- _The task_: Write out an exact copy of the line with "to write build" and of each line after it, through the end of the records below.

===== Materials provided =====

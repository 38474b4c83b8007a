//! Conversion history
//!
//! Per-tool recent-conversion lists persisted to an injected key-value store,
//! with debounced writes.

pub mod debounce;
pub mod entry;
pub mod storage;
pub mod store;

pub use debounce::{DebouncedHistory, Debouncer, DEFAULT_DEBOUNCE};
pub use entry::{ConversionHistoryEntry, HistoryItem};
pub use storage::{KeyValueStore, MemoryStore, StoreError, StoreResult};
pub use store::{HistoryStore, MAX_HISTORY_ITEMS};
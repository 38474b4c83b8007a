//! Build script for MTD
//!
//! Increments build number on each recompilation and embeds build metadata.

use std::fs;
use std::path::Path;

fn main() {
    // Only rerun when src/ files change (not on every cargo build)
    println!("cargo:rerun-if-changed=src");

    let build_number_path = Path::new("build_number.txt");

    let current_build: u64 = if build_number_path.exists() {
        fs::read_to_string(build_number_path)
            .unwrap_or_else(|_| "0".to_string())
            .trim()
            .parse()
            .unwrap_or(0)
    } else {
        0
    };

    let new_build = current_build + 1;

    fs::write(build_number_path, new_build.to_string())
        .expect("Failed to write build number file");

    let timestamp = chrono::Utc::now().format("%Y-%m-%dT%H:%M:%SZ").to_string();

    // Embedded at compile time, read back by build_info.rs
    println!("cargo:rustc-env=MTD_BUILD_NUMBER={}", new_build);
    println!("cargo:rustc-env=MTD_BUILD_TIMESTAMP={}", timestamp);

    println!("cargo:warning=MTD Build #{} at {}", new_build, timestamp);
}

=====

- _Solution_:
        .expect("Failed to write build number file");

    let timestamp = chrono::Utc::now().format("%Y-%m-%dT%H:%M:%SZ").to_string();

    // Embedded at compile time, read back by build_info.rs
    println!("cargo:rustc-env=MTD_BUILD_NUMBER={}", new_build);
    println!("cargo:rustc-env=MTD_BUILD_TIMESTAMP={}", timestamp);

    println!("cargo:warning=MTD Build #{} at {}", new_build, timestamp);
}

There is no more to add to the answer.